A sus casi 24 años, el cantante Mika ya sabe lo que es tener un álbum número uno y un sencillo con igual éxito en varios países de Europa.
Su disco debut Life in cartoon motion y la canción Grace Kelly se colocaron en el puesto de privilegio en países como Inglaterra, Irlanda, Noruega e Italia, entre otros.
Pero su historia no ha sido nada fácil. Nacido en Líbano en 1983, su familia tuvo que emigrar a Francia para escapar de la guerra. La travesía no terminó ahí, el destino final fue Londres, donde se asentaron cuando Mika tenía 9 años.
Ahí aprendió a tocar el piano por sí mismo y empezó a componer. Esta sensibilidad artística lo puso en graves aprietos con sus compañeros de escuela y tuvo que lidiar con los típicos matones.
Pero nada de esto lo preparía para la lucha que tendría que librar luego para que alguna compañía disquera publicara su música.
Diferente. En busca de un contrato discográfico, el joven Mika tuvo que caminar y como justificación al rechazo, siempre escuchó que su música era extravagante.
Los ejecutivos le sugerían que debía cambiar la dirección de su propuesta y hacer algo similar a otros artista ingleses que estaban pegando en las emisoras británicas como Craig David.

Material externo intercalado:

//! Core traits and types for raw backing stores

use thiserror::Error;

use crate::codec::CodecError;
use crate::types::Blob;

/// Errors that can occur during store operations
#[derive(Error, Debug)]
pub enum StoreError {
    #[error("Invalid argument: {0}")]
    InvalidArgument(String),

    #[error("Store not available: {0}")]
    NotAvailable(String),

    #[error("Codec error: {0}")]
    Codec(#[from] CodecError),

    #[error("IO error: {0}")]
    Io(#[from] std::io::Error),

    #[error("Store error: {0}")]
    Backend(String),
}

impl StoreError {
    pub fn invalid_argument(message: impl Into<String>) -> Self {
        Self::InvalidArgument(message.into())
    }

    pub fn backend(message: impl Into<String>) -> Self {
        Self::Backend(message.into())
    }
}

pub type StoreResult<T> = Result<T, StoreError>;

/// Raw key-value storage underneath a transforming store
///
/// Implementations must be safe to share between threads without external
/// locking. Each call is atomic on its own; sequences of calls are not.
///
/// Implementations:
/// - `MemoryBackingStore`: `HashMap` behind a lock, optionally process-wide
/// - `FileBackingStore`: one file per key in a directory
/// - `KeychainBackingStore`: the OS keychain
pub trait BackingStore<K, R>: Send + Sync {
    /// Human-readable name of this store
    fn name(&self) -> &str;

    /// Check if this store is usable in the current environment
    fn is_available(&self) -> bool {
        true
    }

    /// Look up the raw value for `key`
    fn get(&self, key: &K) -> StoreResult<Option<R>>;

    /// Insert or replace, returning the previous raw value
    fn put(&self, key: K, value: R) -> StoreResult<Option<R>>;

    /// Remove, returning the previous raw value
    fn remove(&self, key: &K) -> StoreResult<Option<R>>;

    fn contains_key(&self, key: &K) -> StoreResult<bool> {
        Ok(self.get(key)?.is_some())
    }

    /// Number of entries
    fn len(&self) -> StoreResult<usize>;

    fn is_empty(&self) -> StoreResult<bool> {
        Ok(self.len()? == 0)
    }

    /// Snapshot of the current key set
    fn keys(&self) -> StoreResult<Vec<K>>;

    /// Remove every entry
    fn clear(&self) -> StoreResult<()>;
}

/// Backing store for serialized credentials
pub type BlobStore = dyn BackingStore<String, Blob>;

pub(crate) fn validate_key(key: &str) -> StoreResult<()> {
    if key.is_empty() {
        Err(StoreError::invalid_argument("key must not be empty"))
    } else {
        Ok(())
    }
}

Mika se rehusó a cambiar y más bien la experiencia le sirvió como inspiración para escribir su éxito Grace Kelly .
“Querían moldearme en lo que ellos sentían que me convertiría en un éxito comercial”, dijo Mika sobre la composición del tema.
En esta canción se burla de la situación diciendo que intentó ser como los míticos Grace Kelly o Freddie Mercury, líder de Queen.
Su segundo sencillo se llama Love today y ya alcanzó estatus de top 10 en Inglaterra y otras naciones de Europa.
Otro tema incluido es Big girl (You are beautiful) que compuso luego de visitar un bar exclusivo para mujeres con sobrepeso y para sus admiradores.